Répondant au vif désir qui Nous a été exprimé, Nous sommes heureux, Messieurs, d'accueillir les membres du premier Congrès Latin d'Ophtalmologie, qui se tient actuellement à Rome. La naissance de nouveaux Organismes internationaux de recherche scientifique Nous réjouit toujours, car Nous aimons saluer et encourager la collaboration pacifique et bienfaisante de tous ceux qui se dévouent à la science et au service des hommes.

Nous voyons aujourd'hui devant Nous un groupe important d'éminents spécialistes venus non seulement des pays latins d'Europe, mais aussi de plusieurs autres des vastes régions de l'Amérique, qui aiment à s'appeler latines. Cette communauté de culture vous conviait à Rome de préférence, foyer toujours vivant d'une civilisation deux fois millénaire.
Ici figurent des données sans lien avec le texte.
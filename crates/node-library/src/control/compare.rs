//! Compare Node
//!
//! Compares two numbers with an operator picked from a select control.

use std::sync::Arc;

use node_resolver::{
    Control, GraphNode, InputValues, NodeDescriptor, NodeResolver, NodeTypeDefinition,
    OutputValues, ResolveContext, ResolveError, Result, SelectOption,
};
use serde::{Deserialize, Serialize};
use serde_json::json;

use crate::ports::{boolean_port, number_port, string_port};
use crate::values::number_value;

/// Comparison applied by [`CompareNode`]
#[derive(Debug, Clone, Copy, PartialEq, Eq, Serialize, Deserialize)]
pub enum CompareOperator {
    #[serde(rename = "==")]
    Equal,
    #[serde(rename = "!=")]
    NotEqual,
    #[serde(rename = "<")]
    Less,
    #[serde(rename = "<=")]
    LessOrEqual,
    #[serde(rename = ">")]
    Greater,
    #[serde(rename = ">=")]
    GreaterOrEqual,
}

impl CompareOperator {
    pub const ALL: [CompareOperator; 6] = [
        Self::Equal,
        Self::NotEqual,
        Self::Less,
        Self::LessOrEqual,
        Self::Greater,
        Self::GreaterOrEqual,
    ];

    /// The symbol stored in the select control
    pub fn symbol(self) -> &'static str {
        match self {
            Self::Equal => "==",
            Self::NotEqual => "!=",
            Self::Less => "<",
            Self::LessOrEqual => "<=",
            Self::Greater => ">",
            Self::GreaterOrEqual => ">=",
        }
    }

    fn label(self) -> &'static str {
        match self {
            Self::Equal => "Equals",
            Self::NotEqual => "Does not equal",
            Self::Less => "Less than",
            Self::LessOrEqual => "Less than or equal to",
            Self::Greater => "Greater than",
            Self::GreaterOrEqual => "Greater than or equal to",
        }
    }

    pub fn apply(self, a: f64, b: f64) -> bool {
        match self {
            Self::Equal => a == b,
            Self::NotEqual => a != b,
            Self::Less => a < b,
            Self::LessOrEqual => a <= b,
            Self::Greater => a > b,
            Self::GreaterOrEqual => a >= b,
        }
    }
}

/// Compare Node
///
/// # Inputs
/// - `a` - Left operand
/// - `operator` - One of `==`, `!=`, `<`, `<=`, `>`, `>=` (default `==`)
/// - `b` - Right operand
///
/// # Outputs
/// - `result` - Boolean outcome
pub struct CompareNode;

impl CompareNode {
    pub const PORT_A: &'static str = "a";
    pub const PORT_OPERATOR: &'static str = "operator";
    pub const PORT_B: &'static str = "b";
    pub const PORT_RESULT: &'static str = "result";
}

impl NodeDescriptor for CompareNode {
    fn definition() -> NodeTypeDefinition {
        let options = CompareOperator::ALL
            .iter()
            .map(|op| SelectOption::new(op.label(), op.symbol()))
            .collect();

        NodeTypeDefinition::new("compare", "Compare")
            .with_description("Compares two numbers")
            .with_group("Logic")
            .with_inputs(vec![
                number_port(Self::PORT_A, "A"),
                string_port(Self::PORT_OPERATOR, "Operator").with_controls(vec![Control::select(
                    Self::PORT_OPERATOR,
                    "Operator",
                    options,
                    CompareOperator::Equal.symbol(),
                )]),
                number_port(Self::PORT_B, "B"),
            ])
            .with_outputs(vec![boolean_port(Self::PORT_RESULT, "Result")])
            .with_resolver(Arc::new(CompareNode))
    }
}

inventory::submit!(node_resolver::DescriptorFn(CompareNode::definition));

impl NodeResolver for CompareNode {
    fn resolve(
        &self,
        node: &GraphNode,
        inputs: &InputValues,
        _node_type: &NodeTypeDefinition,
        _context: &ResolveContext,
    ) -> Result<OutputValues> {
        let raw = inputs.get(Self::PORT_OPERATOR).cloned().unwrap_or_default();
        let operator: CompareOperator = serde_json::from_value(raw.clone()).map_err(|_| {
            ResolveError::failed(format!("Compare node '{}' has unknown operator {}", node.id, raw))
        })?;

        let a = number_value(inputs.get(Self::PORT_A));
        let b = number_value(inputs.get(Self::PORT_B));
        Ok(OutputValues::from([(
            Self::PORT_RESULT.to_string(),
            json!(operator.apply(a, b)),
        )]))
    }
}
//! Processing nodes
//!
//! Nodes that compute new values from their inputs.

mod add;
mod join_text;
mod multiply;
mod split_text;

pub use add::AddNode;
pub use join_text::JoinTextNode;
pub use multiply::MultiplyNode;
pub use split_text::SplitTextNode;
Nous formons les vœux les plus sincères pour le plein succès de vos travaux, auxquels Nous portons le plus grand intérêt.

Parmi les branches de la science médicale, l'ophtalmologie est une des plus délicates et des plus complexes à cause même de son objet, l'œil humain. De tout temps le merveilleux fonctionnement de cet organe a suscité l'admiration ; mais la science médicale empirique des anciens demeurait généralement impuissante devant les infirmités de l'œil. C'est pourquoi l'on s'adressait avec plus de confiance aux dieux qu'aux hommes pour obtenir la guérison: dans l'antique temple d'Esculape à Épidaure, les inscriptions concernant les yeux étaient innombrables. D'après les Livres Saints de l'Ancien Testament et du Nouveau, la guérison des yeux malades passait pour tout à fait extraordinaire. Dans le livre de Tobie, la guérison du vieil aveugle tient une place importante et fait l'objet d'un récit fort pittoresque. De même peut-on lire dans les Évangiles plusieurs détails précis concernant l'attitude de Notre Seigneur envers les malades privés de la lumière. Les gestes de Notre Seigneur ne relevaient évidemment pas de la médecine, et s'il jugea bon de déployer une certaine mise en scène, c'était sans doute pour témoigner son affection envers les malades et souligner ainsi son rôle de médecin des âmes. On peut en effet remarquer chez lui l'habitude constante de faire passer des réalités matérielles aux réalités spirituelles, de la lumière du corps à la lumière de l'âme. Cela ne veut pas dire qu'il se désintéressait des maladies du corps; bien des fois au contraire les Évangélistes ont noté qu'il était ému de compassion devant les souffrances et que ses interventions miraculeuses avaient pour point de départ une misère à soulager.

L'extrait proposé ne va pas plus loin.